Data for this task:
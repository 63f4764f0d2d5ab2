//! hwcompat - Hardware Compatibility Checker CLI
//!
//! Reads a hardware profile produced by a hardware sniffer and reports the
//! macOS releases the machine can run.
//!
//! ## Commands
//!
//! - `check`: Evaluate a profile and print the annotated profile or a summary
//! - `kexts`: Evaluate a profile and list the kexts usable on its range
//! - `layouts`: Show the AppleALC layout ids of an audio codec

use anyhow::{Context, Result};
use clap::{Parser, Subcommand};
use hwcompat_core::{
    check_compatibility, CompatibilityReport, CompatibilityVerdict, EngineConfig, HardwareProfile,
};
use hwcompat_data::{codec_vendor, normalize_id, KextCatalog, KextInfo, ReferenceTables};
use std::path::{Path, PathBuf};
use tracing::{info, Level};

#[derive(Parser)]
#[command(name = "hwcompat")]
#[command(version = env!("CARGO_PKG_VERSION"))]
#[command(about = "Decide which macOS releases a machine can run", long_about = None)]
struct Cli {
    /// Enable verbose output
    #[arg(short, long, global = true)]
    verbose: bool,

    /// Emit JSON-formatted log lines
    #[arg(long, global = true)]
    json: bool,

    #[command(subcommand)]
    command: Commands,
}

#[derive(Subcommand)]
enum Commands {
    /// Evaluate a hardware profile
    Check {
        /// Path to the hardware profile (JSON)
        profile: PathBuf,

        /// Reference tables to evaluate against (default: built-in)
        #[arg(short, long, env = "HWCOMPAT_REFERENCE_DATA")]
        reference: Option<PathBuf>,

        /// Write the annotated profile here instead of stdout
        #[arg(short, long)]
        output: Option<PathBuf>,

        /// Print a human-readable summary instead of JSON
        #[arg(short, long)]
        summary: bool,
    },

    /// List the kexts usable on a profile's supported range
    Kexts {
        /// Path to the hardware profile (JSON)
        profile: PathBuf,

        /// Reference tables to evaluate against (default: built-in)
        #[arg(short, long, env = "HWCOMPAT_REFERENCE_DATA")]
        reference: Option<PathBuf>,

        /// Resolve an install set from these kexts plus the required ones
        #[arg(long = "select", value_name = "KEXT")]
        select: Vec<String>,
    },

    /// Show the layout ids of an audio codec
    Layouts {
        /// Codec id, e.g. 10EC-0897
        codec_id: String,

        /// Reference tables whose codec catalog to use (default: built-in)
        #[arg(short, long, env = "HWCOMPAT_REFERENCE_DATA")]
        reference: Option<PathBuf>,
    },
}

fn main() -> Result<()> {
    let cli = Cli::parse();

    // Setup logging
    let level = if cli.verbose {
        Level::DEBUG
    } else {
        Level::WARN
    };
    hwcompat_core::init_tracing(cli.json, level);

    match cli.command {
        Commands::Check {
            profile,
            reference,
            output,
            summary,
        } => cmd_check(&profile, reference.as_deref(), output.as_deref(), summary),
        Commands::Kexts {
            profile,
            reference,
            select,
        } => cmd_kexts(&profile, reference.as_deref(), &select),
        Commands::Layouts {
            codec_id,
            reference,
        } => cmd_layouts(&codec_id, reference.as_deref()),
    }
}

/// Evaluate a profile and print the annotated profile or a summary
fn cmd_check(
    profile: &Path,
    reference: Option<&Path>,
    output: Option<&Path>,
    summary: bool,
) -> Result<()> {
    let report = evaluate(profile, reference)?;

    let rendered = if summary {
        render_summary(&report.verdict)
    } else {
        serde_json::to_string_pretty(&report.profile)?
    };

    match output {
        Some(path) => {
            std::fs::write(path, format!("{}\n", rendered))
                .with_context(|| format!("Failed to write {:?}", path))?;
            info!(path = %path.display(), "annotated profile written");
        }
        None => println!("{}", rendered),
    }
    Ok(())
}

/// Evaluate a profile and list kexts for its range
fn cmd_kexts(profile: &Path, reference: Option<&Path>, select: &[String]) -> Result<()> {
    let report = evaluate(profile, reference)?;
    let range = report.verdict.macos_version;
    let catalog = KextCatalog::builtin();

    let kexts: Vec<&KextInfo> = if select.is_empty() {
        catalog.available_for(range.min_version, range.max_version)
    } else {
        let names: Vec<&str> = select.iter().map(String::as_str).collect();
        catalog
            .resolve(&names, range.min_version, range.max_version)
            .context("Failed to resolve kext selection")?
    };

    if kexts.is_empty() {
        println!("No kexts available: no supported macOS release.");
        return Ok(());
    }
    for kext in kexts {
        println!("{}", render_kext(kext));
    }
    Ok(())
}

/// Show the layout ids of a codec
fn cmd_layouts(codec_id: &str, reference: Option<&Path>) -> Result<()> {
    let tables = load_reference(reference)?;
    let codec_id = normalize_id(codec_id);
    let vendor = codec_vendor(&codec_id).unwrap_or("Unknown vendor");

    match tables.codecs.layout_ids(&codec_id) {
        Some(layouts) => {
            let ids: Vec<String> = layouts.iter().map(u16::to_string).collect();
            println!("{} ({}): {}", codec_id, vendor, ids.join(", "));
        }
        None => println!("{} ({}): no known layouts", codec_id, vendor),
    }
    Ok(())
}

fn evaluate(profile: &Path, reference: Option<&Path>) -> Result<CompatibilityReport> {
    let content = std::fs::read_to_string(profile)
        .with_context(|| format!("Failed to read hardware profile: {:?}", profile))?;
    let hardware = HardwareProfile::from_json_str(&content)
        .with_context(|| format!("Invalid hardware profile in {:?}", profile))?;
    let tables = load_reference(reference)?;

    check_compatibility(&hardware, &tables, &EngineConfig::from_env())
        .with_context(|| format!("Failed to evaluate {:?}", profile))
}

fn load_reference(path: Option<&Path>) -> Result<ReferenceTables> {
    match path {
        Some(path) => ReferenceTables::load(path)
            .with_context(|| format!("Failed to load reference data from {:?}", path)),
        None => Ok(ReferenceTables::builtin()),
    }
}

fn render_summary(verdict: &CompatibilityVerdict) -> String {
    let mut lines = Vec::new();

    let releases = verdict.supported_releases();
    match (releases.first(), releases.last()) {
        (Some(oldest), Some(newest)) if verdict.is_supported() => {
            lines.push(format!("Supported: {} .. {}", oldest, newest));
        }
        _ => lines.push("Supported: none".to_string()),
    }

    if verdict.unsupported_devices.is_empty() {
        lines.push("Unsupported devices: none".to_string());
    } else {
        lines.push("Unsupported devices:".to_string());
        for device in &verdict.unsupported_devices {
            lines.push(format!("  - {}", device));
        }
    }
    lines.join("\n")
}

fn render_kext(kext: &KextInfo) -> String {
    let marker = if kext.required { "*" } else { " " };
    format!("{} {:<24} {}", marker, kext.name, kext.description)
}
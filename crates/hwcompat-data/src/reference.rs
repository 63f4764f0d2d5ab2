//! Reference data tables and the query interface the rule engine consumes.
//!
//! The engine never walks these tables itself. It asks three kinds of
//! question: "does this name match a table entry within index range R",
//! "is this id in list L" and "what is the description of this id in map M".

use serde::{Deserialize, Serialize};
use std::collections::{BTreeMap, BTreeSet};
use std::ops::Range;
use std::path::Path;
use tracing::debug;

use crate::builtin;
use crate::codec::{normalize_id, CodecCatalog};
use crate::error::ReferenceError;
use crate::Result;

/// PCI id allow/deny lists addressable by membership query.
#[derive(Debug, Clone, Copy, PartialEq, Eq, Hash, Serialize, Deserialize)]
#[serde(rename_all = "snake_case")]
pub enum PciIdList {
    /// AMD APU graphics with a working framebuffer
    AmdIntegratedGpu,
    /// Ethernet and Wi-Fi controllers with an available driver
    Network,
    /// Realtek PCIe card readers
    RealtekCardReader,
    /// Intel Volume Management Device controllers
    IntelVmd,
}

/// Read-only reference data queried during an evaluation.
///
/// Implementations must be immutable for the duration of an evaluation so
/// that independent profiles can be checked concurrently against one table.
pub trait ReferenceData: Send + Sync {
    /// Whether `codename` contains any CPU generation name at table indices `range`.
    fn cpu_generation_in_range(&self, codename: &str, range: Range<usize>) -> bool;

    /// Whether `chipset` contains any chipset name at table indices `range`.
    fn chipset_in_range(&self, chipset: &str, range: Range<usize>) -> bool;

    /// Whether `id` is a member of `list`.
    fn contains_pci_id(&self, list: PciIdList, id: &str) -> bool;

    /// Description of an NVMe id known to be unsupported.
    fn unsupported_nvme_description(&self, id: &str) -> Option<&str>;

    /// Whether the audio codec has a known layout.
    fn is_supported_codec(&self, codec_id: &str) -> bool;
}

/// The concrete set of reference tables.
///
/// Serializes to the JSON document accepted by [`ReferenceTables::load`].
#[derive(Debug, Clone, PartialEq, Serialize, Deserialize)]
pub struct ReferenceTables {
    /// Intel CPU generation codenames, oldest first.
    pub cpu_generations: Vec<String>,
    /// Intel chipset names in table order.
    pub chipsets: Vec<String>,
    pub amd_integrated_gpu_ids: BTreeSet<String>,
    pub network_ids: BTreeSet<String>,
    pub realtek_card_reader_ids: BTreeSet<String>,
    pub intel_vmd_ids: BTreeSet<String>,
    /// NVMe id → human-readable drive description.
    pub unsupported_nvme_ids: BTreeMap<String, String>,
    /// Codec id → layout ids.
    #[serde(default)]
    pub codecs: CodecCatalog,
}

impl Default for ReferenceTables {
    fn default() -> Self {
        Self::builtin()
    }
}

impl ReferenceTables {
    /// Tables bundled with the crate.
    pub fn builtin() -> Self {
        ReferenceTables {
            cpu_generations: to_vec(builtin::INTEL_CPU_GENERATIONS),
            chipsets: to_vec(builtin::INTEL_CHIPSETS),
            amd_integrated_gpu_ids: to_id_set(builtin::AMD_INTEGRATED_GPU_IDS),
            network_ids: to_id_set(builtin::NETWORK_IDS),
            realtek_card_reader_ids: to_id_set(builtin::REALTEK_CARD_READER_IDS),
            intel_vmd_ids: to_id_set(builtin::INTEL_VMD_IDS),
            unsupported_nvme_ids: builtin::UNSUPPORTED_NVME_IDS
                .iter()
                .map(|(id, desc)| (normalize_id(id), desc.to_string()))
                .collect(),
            codecs: CodecCatalog::builtin(),
        }
    }

    /// Load tables from a JSON file.
    pub fn load(path: &Path) -> Result<Self> {
        let content = std::fs::read_to_string(path)?;
        let tables = Self::from_json_str(&content)?;
        debug!(
            path = %path.display(),
            generations = tables.cpu_generations.len(),
            chipsets = tables.chipsets.len(),
            codecs = tables.codecs.len(),
            "loaded reference tables"
        );
        Ok(tables)
    }

    /// Parse tables from a JSON document, normalizing ids to uppercase.
    pub fn from_json_str(json: &str) -> Result<Self> {
        let tables: ReferenceTables = serde_json::from_str(json)?;
        let tables = tables.normalized();
        tables.validate()?;
        Ok(tables)
    }

    /// Serialize to pretty JSON.
    pub fn to_json_string(&self) -> Result<String> {
        Ok(serde_json::to_string_pretty(self)?)
    }

    fn normalized(self) -> Self {
        ReferenceTables {
            amd_integrated_gpu_ids: normalize_set(self.amd_integrated_gpu_ids),
            network_ids: normalize_set(self.network_ids),
            realtek_card_reader_ids: normalize_set(self.realtek_card_reader_ids),
            intel_vmd_ids: normalize_set(self.intel_vmd_ids),
            unsupported_nvme_ids: self
                .unsupported_nvme_ids
                .into_iter()
                .map(|(id, desc)| (normalize_id(&id), desc))
                .collect(),
            codecs: self.codecs.normalized(),
            ..self
        }
    }

    fn validate(&self) -> Result<()> {
        if self.cpu_generations.is_empty() {
            return Err(ReferenceError::InvalidTable(
                "cpu_generations must not be empty".to_string(),
            ));
        }
        if self.chipsets.is_empty() {
            return Err(ReferenceError::InvalidTable(
                "chipsets must not be empty".to_string(),
            ));
        }
        if let Some(blank) = self
            .cpu_generations
            .iter()
            .chain(self.chipsets.iter())
            .find(|name| name.trim().is_empty())
        {
            return Err(ReferenceError::InvalidTable(format!(
                "blank table entry: {:?}",
                blank
            )));
        }
        Ok(())
    }

    fn pci_list(&self, list: PciIdList) -> &BTreeSet<String> {
        match list {
            PciIdList::AmdIntegratedGpu => &self.amd_integrated_gpu_ids,
            PciIdList::Network => &self.network_ids,
            PciIdList::RealtekCardReader => &self.realtek_card_reader_ids,
            PciIdList::IntelVmd => &self.intel_vmd_ids,
        }
    }
}

impl ReferenceData for ReferenceTables {
    fn cpu_generation_in_range(&self, codename: &str, range: Range<usize>) -> bool {
        contains_any(&self.cpu_generations, codename, range)
    }

    fn chipset_in_range(&self, chipset: &str, range: Range<usize>) -> bool {
        contains_any(&self.chipsets, chipset, range)
    }

    fn contains_pci_id(&self, list: PciIdList, id: &str) -> bool {
        self.pci_list(list).contains(&normalize_id(id))
    }

    fn unsupported_nvme_description(&self, id: &str) -> Option<&str> {
        self.unsupported_nvme_ids
            .get(&normalize_id(id))
            .map(String::as_str)
    }

    fn is_supported_codec(&self, codec_id: &str) -> bool {
        self.codecs.contains(codec_id)
    }
}

/// Whether `haystack` contains any table entry whose index falls in `range`.
///
/// Out-of-bounds ranges are clamped to the table.
fn contains_any(table: &[String], haystack: &str, range: Range<usize>) -> bool {
    let end = range.end.min(table.len());
    let start = range.start.min(end);
    table[start..end]
        .iter()
        .any(|entry| haystack.contains(entry.as_str()))
}

fn to_vec(names: &[&str]) -> Vec<String> {
    names.iter().map(|name| name.to_string()).collect()
}

fn to_id_set(ids: &[&str]) -> BTreeSet<String> {
    ids.iter().map(|id| normalize_id(id)).collect()
}

fn normalize_set(ids: BTreeSet<String>) -> BTreeSet<String> {
    ids.into_iter().map(|id| normalize_id(&id)).collect()
}

#[cfg(test)]
mod tests {
    use super::*;

    #[test]
    fn test_generation_range_matches_by_substring() {
        let tables = ReferenceTables::builtin();
        assert!(tables.cpu_generation_in_range("Kaby Lake-R", 0..12));
        assert!(tables.cpu_generation_in_range("Comet Lake", 0..12));
        assert!(!tables.cpu_generation_in_range("Tiger Lake", 0..12));
        assert!(tables.cpu_generation_in_range("Tiger Lake", 0..19));
    }

    #[test]
    fn test_chipset_range_covers_500_series_only() {
        let tables = ReferenceTables::builtin();
        assert_eq!(tables.chipsets[110], "B560");
        assert_eq!(tables.chipsets[121], "WM590");
        assert!(tables.chipset_in_range("Intel Z590", 110..122));
        assert!(tables.chipset_in_range("H510", 110..122));
        assert!(!tables.chipset_in_range("Z490", 110..122));
        assert!(!tables.chipset_in_range("B660", 110..122));
    }

    #[test]
    fn test_range_is_clamped_to_table() {
        let tables = ReferenceTables::builtin();
        assert!(!tables.chipset_in_range("Z590", 500..900));
        assert!(tables.cpu_generation_in_range("Lunar Lake", 12..1000));
    }

    #[test]
    fn test_pci_membership_is_case_insensitive() {
        let tables = ReferenceTables::builtin();
        assert!(tables.contains_pci_id(PciIdList::Network, "8086-15b8"));
        assert!(tables.contains_pci_id(PciIdList::AmdIntegratedGpu, "1002-1636"));
        assert!(!tables.contains_pci_id(PciIdList::AmdIntegratedGpu, "1002-73BF"));
        assert!(tables.contains_pci_id(PciIdList::IntelVmd, " 8086-9a0b "));
    }

    #[test]
    fn test_unsupported_nvme_description() {
        let tables = ReferenceTables::builtin();
        assert_eq!(
            tables.unsupported_nvme_description("144d-a808"),
            Some("Samsung PM981/PM981a")
        );
        assert_eq!(tables.unsupported_nvme_description("144D-A809"), None);
    }

    #[test]
    fn test_json_round_trip_preserves_queries() {
        let tables = ReferenceTables::builtin();
        let json = tables.to_json_string().unwrap();
        let parsed = ReferenceTables::from_json_str(&json).unwrap();
        assert_eq!(parsed, tables);
    }

    #[test]
    fn test_from_json_normalizes_ids() {
        let json = r#"{
            "cpu_generations": ["Sandy Bridge"],
            "chipsets": ["Z68"],
            "amd_integrated_gpu_ids": [],
            "network_ids": ["10ec-8168"],
            "realtek_card_reader_ids": [],
            "intel_vmd_ids": [],
            "unsupported_nvme_ids": {"144d-a808": "Samsung PM981"}
        }"#;
        let tables = ReferenceTables::from_json_str(json).unwrap();
        assert!(tables.contains_pci_id(PciIdList::Network, "10EC-8168"));
        assert_eq!(
            tables.unsupported_nvme_description("144D-A808"),
            Some("Samsung PM981")
        );
        assert!(tables.codecs.is_empty());
    }

    #[test]
    fn test_from_json_rejects_empty_generation_table() {
        let json = r#"{
            "cpu_generations": [],
            "chipsets": ["Z68"],
            "amd_integrated_gpu_ids": [],
            "network_ids": [],
            "realtek_card_reader_ids": [],
            "intel_vmd_ids": [],
            "unsupported_nvme_ids": {}
        }"#;
        let err = ReferenceTables::from_json_str(json).unwrap_err();
        assert!(matches!(err, ReferenceError::InvalidTable(_)));
    }
}
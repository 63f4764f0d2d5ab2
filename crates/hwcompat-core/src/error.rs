//! Error taxonomy for the compatibility engine.
//!
//! Only input contract violations are errors. A device the rules do not
//! recognise is an unsupported device, never an error.

/// Compatibility engine errors.
#[derive(Debug, thiserror::Error)]
pub enum CompatError {
    #[error("missing required field '{field}' in {location}")]
    MissingField { location: String, field: String },

    #[error("missing required category: {category}")]
    MissingCategory { category: String },

    #[error("invalid hardware profile: {0}")]
    InvalidProfile(String),

    #[error("serialization error: {0}")]
    Serialization(#[from] serde_json::Error),
}

impl CompatError {
    pub(crate) fn missing_field(location: impl Into<String>, field: &str) -> Self {
        CompatError::MissingField {
            location: location.into(),
            field: field.to_string(),
        }
    }

    pub(crate) fn missing_category(category: &str) -> Self {
        CompatError::MissingCategory {
            category: category.to_string(),
        }
    }
}

/// Result type for compatibility engine operations.
pub type Result<T> = std::result::Result<T, CompatError>;

#[cfg(test)]
mod tests {
    use super::*;

    #[test]
    fn test_missing_field_display() {
        let err = CompatError::missing_field("CPU", "Processor Name");
        assert_eq!(
            err.to_string(),
            "missing required field 'Processor Name' in CPU"
        );
    }

    #[test]
    fn test_missing_category_display() {
        let err = CompatError::missing_category("Motherboard");
        assert!(err.to_string().contains("Motherboard"));
    }

    #[test]
    fn test_serialization_error_converts() {
        let json_err = serde_json::from_str::<serde_json::Value>("{").unwrap_err();
        let err: CompatError = json_err.into();
        assert!(err.to_string().starts_with("serialization error"));
    }
}
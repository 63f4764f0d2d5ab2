//! Engine configuration.

use hwcompat_data::{LATEST_DARWIN_VERSION, LOWEST_DARWIN_VERSION};
use serde::{Deserialize, Serialize};
use tracing::warn;

/// Bounds an evaluation starts from.
#[derive(Debug, Clone, Copy, PartialEq, Eq, Serialize, Deserialize)]
pub struct EngineConfig {
    /// Newest Darwin major; the initial max bound and the target of
    /// "open to latest" rules.
    pub latest_version: i32,
    /// Initial min bound.
    pub lowest_version: i32,
}

impl Default for EngineConfig {
    fn default() -> Self {
        EngineConfig {
            latest_version: LATEST_DARWIN_VERSION,
            lowest_version: LOWEST_DARWIN_VERSION,
        }
    }
}

impl EngineConfig {
    /// Defaults overridden by `HWCOMPAT_LATEST_VERSION` / `HWCOMPAT_LOWEST_VERSION`.
    pub fn from_env() -> Self {
        let defaults = Self::default();
        EngineConfig {
            latest_version: env_version("HWCOMPAT_LATEST_VERSION")
                .unwrap_or(defaults.latest_version),
            lowest_version: env_version("HWCOMPAT_LOWEST_VERSION")
                .unwrap_or(defaults.lowest_version),
        }
    }

    pub fn with_latest_version(mut self, version: i32) -> Self {
        self.latest_version = version;
        self
    }

    pub fn with_lowest_version(mut self, version: i32) -> Self {
        self.lowest_version = version;
        self
    }
}

fn env_version(key: &str) -> Option<i32> {
    parse_version(key, &std::env::var(key).ok()?)
}

fn parse_version(key: &str, raw: &str) -> Option<i32> {
    match raw.trim().parse() {
        Ok(version) => Some(version),
        Err(_) => {
            warn!(key, value = %raw, "ignoring unparseable version override");
            None
        }
    }
}

#[cfg(test)]
mod tests {
    use super::*;

    #[test]
    fn test_default_bounds() {
        let config = EngineConfig::default();
        assert_eq!(config.latest_version, 24);
        assert_eq!(config.lowest_version, 17);
    }

    #[test]
    fn test_builder_overrides() {
        let config = EngineConfig::default()
            .with_latest_version(25)
            .with_lowest_version(18);
        assert_eq!(config.latest_version, 25);
        assert_eq!(config.lowest_version, 18);
    }

    #[test]
    fn test_parse_version_ignores_garbage() {
        assert_eq!(parse_version("HWCOMPAT_LOWEST_VERSION", "not-a-number"), None);
        assert_eq!(parse_version("HWCOMPAT_LOWEST_VERSION", ""), None);
    }

    #[test]
    fn test_parse_version_trims() {
        assert_eq!(parse_version("HWCOMPAT_LATEST_VERSION", " 25\n"), Some(25));
        assert_eq!(parse_version("HWCOMPAT_LOWEST_VERSION", "-1"), Some(-1));
    }
}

Task objective:
All lines from the opening of the material through the line that contains "on its range" are to be printed exactly, with no others.

Task response:
repository 63f4764f0d2d5ab2
//! hwcompat - Hardware Compatibility Checker CLI
//!
//! Reads a hardware profile produced by a hardware sniffer and reports the
//! macOS releases the machine can run.
//!
//! ## Commands
//!
//! - `check`: Evaluate a profile and print the annotated profile or a summary
//! - `kexts`: Evaluate a profile and list the kexts usable on its range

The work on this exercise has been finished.